What is the number of lines in the data below that contain "ListQuery"? Reply with the number only.

────────────────────────────────────────

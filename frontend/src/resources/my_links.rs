//! The signed-in journalist's published links.

use common::events::{EventKind, ResourceKind};
use common::model::page::ListQuery;
use common::model::published_link::PublishedLink;
use web_sys::AbortSignal;
use yew::prelude::*;

use super::link_status_badge;
use crate::components::format::{format_date, format_day, or_dash};
use crate::components::forms::link::LinkForm;
use crate::components::resource_list::{FetchFuture, Outcome, Resource};
use crate::http::{api, HttpClient};

/// Press releases the journalist may submit a link for, as `(id, title)`.
#[derive(Debug, Clone, PartialEq, Default)]
pub struct ReceivedReleases(pub Vec<(String, String)>);

#[derive(PartialEq)]
pub struct MyLinks;

impl Resource for MyLinks {
    type Item = PublishedLink;
    type Filter = ReceivedReleases;
    type Action = ();

    const TITLE: &'static str = "My published links";
    const EMPTY: &'static str = "You have not submitted any links yet.";
    const SEARCHABLE: bool = false;
    const CREATE_LABEL: Option<&'static str> = Some("Submit link");
    const EDITABLE: bool = true;
    const DELETE_KIND: Option<ResourceKind> = Some(ResourceKind::PublishedLink);
    /// The "submit link" shortcut on a received press release creates links
    /// outside this list.
    const RELOAD_ON: &'static [EventKind] = &[EventKind::ReloadDashboard];

    fn columns() -> &'static [&'static str] {
        &["Title", "URL", "Press release", "Published", "Submitted", "Status", "Notes"]
    }

    fn cells(link: &PublishedLink) -> Vec<Html> {
        vec![
            html! { <>{ or_dash(&link.title).to_string() }</> },
            html! { <a href={link.url.clone()} target="_blank" rel="noopener noreferrer">{ link.url.clone() }</a> },
            html! { <>{ or_dash(&link.press_release_title).to_string() }</> },
            html! { <>{ format_day(link.publication_date) }</> },
            html! { <>{ format_date(link.created_at) }</> },
            link_status_badge(link.status),
            html! { <>{ link.notes.clone().unwrap_or_default() }</> },
        ]
    }

    fn fetch(
        client: HttpClient,
        query: ListQuery,
        _filter: ReceivedReleases,
        signal: Option<AbortSignal>,
    ) -> FetchFuture<PublishedLink> {
        Box::pin(async move { api::list_published_links(&client, &query, signal.as_ref()).await })
    }

    fn form(
        editing: Option<&PublishedLink>,
        releases: &ReceivedReleases,
        on_done: Callback<Outcome<PublishedLink>>,
        on_cancel: Callback<()>,
    ) -> Html {
        let edit = editing.is_some();
        let on_saved = on_done.reform(move |link| if edit { Outcome::Replace(link) } else { Outcome::Insert(link) });
        html! {
            <LinkForm
                releases={releases.0.clone()}
                editing={editing.cloned()}
                {on_saved}
                {on_cancel}
            />
        }
    }
}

────────────────────────────────────────

--- ANSWER FOR THE TASK ---
2